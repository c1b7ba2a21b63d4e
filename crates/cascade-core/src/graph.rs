//! Referral graph: a forest of users keyed by id.
//!
//! Each user points at the referrer that invited them. The graph enforces
//! the forest invariants on insertion (referrer exists, was created no later
//! than the new user, and ids are never reused), so a cycle can only appear
//! through the test-only [`ReferralGraph::force_referrer`] hook. Traversal
//! still guards against cycles and dangling links and never exceeds its
//! depth bound.
//!
//! All lookups go through a `HashMap`; nothing scans the user set to
//! resolve a referrer.

use std::collections::{HashMap, HashSet};

use serde::{Deserialize, Serialize};
use tracing::debug;

use crate::constants::DEFAULT_MAX_CHAIN_DEPTH;
use crate::error::GraphError;
use crate::types::{ChainEnd, UserId};

/// A user in the referral forest.
#[derive(Serialize, Deserialize, Clone, Debug, PartialEq, Eq)]
pub struct User {
    pub id: UserId,
    /// Who referred this user. `None` for root users.
    pub referrer: Option<UserId>,
    /// Distance from the root of this user's tree (0 for root users).
    pub depth: u32,
    pub active: bool,
    /// Simulation step at which the user joined.
    pub created_at: u64,
    /// Users this user referred, in creation order.
    pub children: Vec<UserId>,
}

impl User {
    /// Number of users directly referred by this user.
    pub fn referral_count(&self) -> usize {
        self.children.len()
    }
}

/// Ancestor-first traversal result: the triggering user followed by its
/// referrer, that referrer's referrer, and so on.
///
/// Never empty, never contains duplicates or [`UserId::ROOT`]. Deserialized
/// chains are checked with the same rules as [`ReferralChain::new`].
#[derive(Serialize, Deserialize, Clone, Debug, PartialEq, Eq)]
#[serde(try_from = "RawChain")]
pub struct ReferralChain {
    members: Vec<UserId>,
    end: ChainEnd,
}

#[derive(Deserialize)]
struct RawChain {
    members: Vec<UserId>,
    end: ChainEnd,
}

impl TryFrom<RawChain> for ReferralChain {
    type Error = GraphError;

    fn try_from(raw: RawChain) -> Result<Self, Self::Error> {
        Self::new(raw.members, raw.end)
    }
}

impl ReferralChain {
    /// Build a chain from an externally walked member list.
    ///
    /// # Errors
    ///
    /// - [`GraphError::InvalidChain`] if `members` is empty, repeats a user,
    ///   or contains [`UserId::ROOT`]
    pub fn new(members: Vec<UserId>, end: ChainEnd) -> Result<Self, GraphError> {
        if members.is_empty() {
            return Err(GraphError::InvalidChain("no members"));
        }
        if members.iter().any(UserId::is_root) {
            return Err(GraphError::InvalidChain("contains ROOT"));
        }
        let mut seen = HashSet::with_capacity(members.len());
        if !members.iter().all(|m| seen.insert(*m)) {
            return Err(GraphError::InvalidChain("duplicate member"));
        }
        Ok(Self { members, end })
    }

    /// The user whose event started the traversal.
    pub fn originator(&self) -> UserId {
        self.members[0]
    }

    /// Every member, originator first.
    pub fn members(&self) -> &[UserId] {
        &self.members
    }

    /// Ancestors only, nearest first.
    pub fn ancestors(&self) -> &[UserId] {
        &self.members[1..]
    }

    /// Why traversal stopped.
    pub fn end(&self) -> ChainEnd {
        self.end
    }

    pub fn len(&self) -> usize {
        self.members.len()
    }

    pub fn is_empty(&self) -> bool {
        self.members.is_empty()
    }

    /// Whether traversal stopped before reaching ROOT.
    pub fn is_truncated(&self) -> bool {
        self.end.is_truncated()
    }
}

/// Id-indexed referral forest.
///
/// Not thread-safe: wrap in a mutex when the growth driver and the reward
/// calculator run on different threads.
#[derive(Debug, Clone)]
pub struct ReferralGraph {
    users: HashMap<UserId, User>,
    next_id: u64,
    active: usize,
}

impl Default for ReferralGraph {
    fn default() -> Self {
        Self::new()
    }
}

impl ReferralGraph {
    /// Create an empty graph. The first user gets id 1.
    pub fn new() -> Self {
        Self {
            users: HashMap::new(),
            next_id: 1,
            active: 0,
        }
    }

    /// Insert a new active user.
    ///
    /// `referrer` of `None` or `Some(UserId::ROOT)` creates a root user at
    /// depth 0; otherwise depth is the referrer's depth plus one.
    ///
    /// # Errors
    ///
    /// - [`GraphError::UnknownReferrer`] if `referrer` is not in the graph
    /// - [`GraphError::ReferrerNotYetCreated`] if the referrer joined after `created_at`
    pub fn add_user(
        &mut self,
        referrer: Option<UserId>,
        created_at: u64,
    ) -> Result<UserId, GraphError> {
        let referrer = referrer.filter(|r| !r.is_root());

        let depth = match referrer {
            None => 0,
            Some(referrer_id) => {
                let parent = self
                    .users
                    .get(&referrer_id)
                    .ok_or(GraphError::UnknownReferrer(referrer_id))?;
                if parent.created_at > created_at {
                    return Err(GraphError::ReferrerNotYetCreated {
                        referrer: referrer_id,
                        referrer_created: parent.created_at,
                        created_at,
                    });
                }
                parent.depth.saturating_add(1)
            }
        };

        let id = UserId(self.next_id);
        self.next_id += 1;

        if let Some(referrer_id) = referrer {
            if let Some(parent) = self.users.get_mut(&referrer_id) {
                parent.children.push(id);
            }
        }

        self.users.insert(
            id,
            User {
                id,
                referrer,
                depth,
                active: true,
                created_at,
                children: Vec::new(),
            },
        );
        self.active += 1;

        debug!(user = %id, referrer = ?referrer, depth, "graph: user added");
        Ok(id)
    }

    /// Mark a user inactive (churned). Deactivating twice is a no-op.
    ///
    /// Churned users stay in the graph and keep their place in every chain.
    pub fn deactivate(&mut self, user_id: UserId) -> Result<(), GraphError> {
        if user_id.is_root() {
            return Err(GraphError::ReservedId(user_id));
        }
        let user = self
            .users
            .get_mut(&user_id)
            .ok_or(GraphError::UnknownUser(user_id))?;
        if user.active {
            user.active = false;
            self.active -= 1;
            debug!(user = %user_id, "graph: user deactivated");
        }
        Ok(())
    }

    /// Whether `user_id` exists and is active.
    pub fn is_active(&self, user_id: UserId) -> bool {
        self.users.get(&user_id).is_some_and(|u| u.active)
    }

    pub fn get(&self, user_id: UserId) -> Option<&User> {
        self.users.get(&user_id)
    }

    pub fn contains(&self, user_id: UserId) -> bool {
        self.users.contains_key(&user_id)
    }

    /// Direct referrals of `user_id`, in creation order.
    pub fn children(&self, user_id: UserId) -> Result<&[UserId], GraphError> {
        self.users
            .get(&user_id)
            .map(|u| u.children.as_slice())
            .ok_or(GraphError::UnknownUser(user_id))
    }

    /// Number of direct referrals made by `user_id`.
    pub fn referral_count(&self, user_id: UserId) -> Result<usize, GraphError> {
        self.children(user_id).map(<[UserId]>::len)
    }

    /// Referral depth of `user_id` (0 for root users).
    pub fn depth(&self, user_id: UserId) -> Result<u32, GraphError> {
        self.users
            .get(&user_id)
            .map(|u| u.depth)
            .ok_or(GraphError::UnknownUser(user_id))
    }

    /// Total number of users, active or not.
    pub fn len(&self) -> usize {
        self.users.len()
    }

    pub fn is_empty(&self) -> bool {
        self.users.is_empty()
    }

    pub fn active_count(&self) -> usize {
        self.active
    }

    /// Total direct referrals across all users (one per non-root user).
    pub fn total_referrals(&self) -> usize {
        self.users.values().map(User::referral_count).sum()
    }

    /// All users in ascending id order.
    pub fn iter(&self) -> impl Iterator<Item = &User> {
        let mut users: Vec<&User> = self.users.values().collect();
        users.sort_by_key(|u| u.id);
        users.into_iter()
    }

    /// Ancestor chain using [`DEFAULT_MAX_CHAIN_DEPTH`].
    pub fn ancestor_chain(&self, user_id: UserId) -> Result<ReferralChain, GraphError> {
        self.ancestor_chain_bounded(user_id, DEFAULT_MAX_CHAIN_DEPTH)
    }

    /// Walk from `user_id` towards ROOT, collecting at most `max_depth`
    /// members (the triggering user counts as one).
    ///
    /// Traversal never fails once the starting user is found: hitting the
    /// depth cap, a revisited id, or a missing referrer ends the walk and
    /// the partial chain is returned with the matching [`ChainEnd`].
    pub fn ancestor_chain_bounded(
        &self,
        user_id: UserId,
        max_depth: usize,
    ) -> Result<ReferralChain, GraphError> {
        if user_id.is_root() {
            return Err(GraphError::ReservedId(user_id));
        }
        let max_depth = max_depth.max(1);
        let mut current = self
            .users
            .get(&user_id)
            .ok_or(GraphError::UnknownUser(user_id))?;

        let mut members = Vec::with_capacity(max_depth.min(current.depth as usize + 1));
        let mut seen = HashSet::new();
        members.push(user_id);
        seen.insert(user_id);

        let end = loop {
            let Some(next) = current.referrer else {
                break ChainEnd::Root;
            };
            if next.is_root() {
                break ChainEnd::Root;
            }
            if members.len() >= max_depth {
                break ChainEnd::DepthLimit;
            }
            if !seen.insert(next) {
                break ChainEnd::Cycle;
            }
            let Some(parent) = self.users.get(&next) else {
                break ChainEnd::Dangling;
            };
            members.push(next);
            current = parent;
        };

        if end.is_truncated() {
            debug!(user = %user_id, len = members.len(), ?end, "graph: chain truncated");
        }

        Ok(ReferralChain { members, end })
    }

    /// Rewire `user_id` to point at `referrer` without any validation.
    ///
    /// Exists only to build corrupt graphs (cycles, dangling links) for
    /// traversal-safety tests. Depths and child lists are not updated.
    #[cfg(any(test, feature = "testing"))]
    pub fn force_referrer(&mut self, user_id: UserId, referrer: Option<UserId>) {
        if let Some(user) = self.users.get_mut(&user_id) {
            user.referrer = referrer;
        }
    }
}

TASK DESCRIPTION - Report only a number, the count of lines in the listing that contain the word "else".

TASK RESPONSE - 2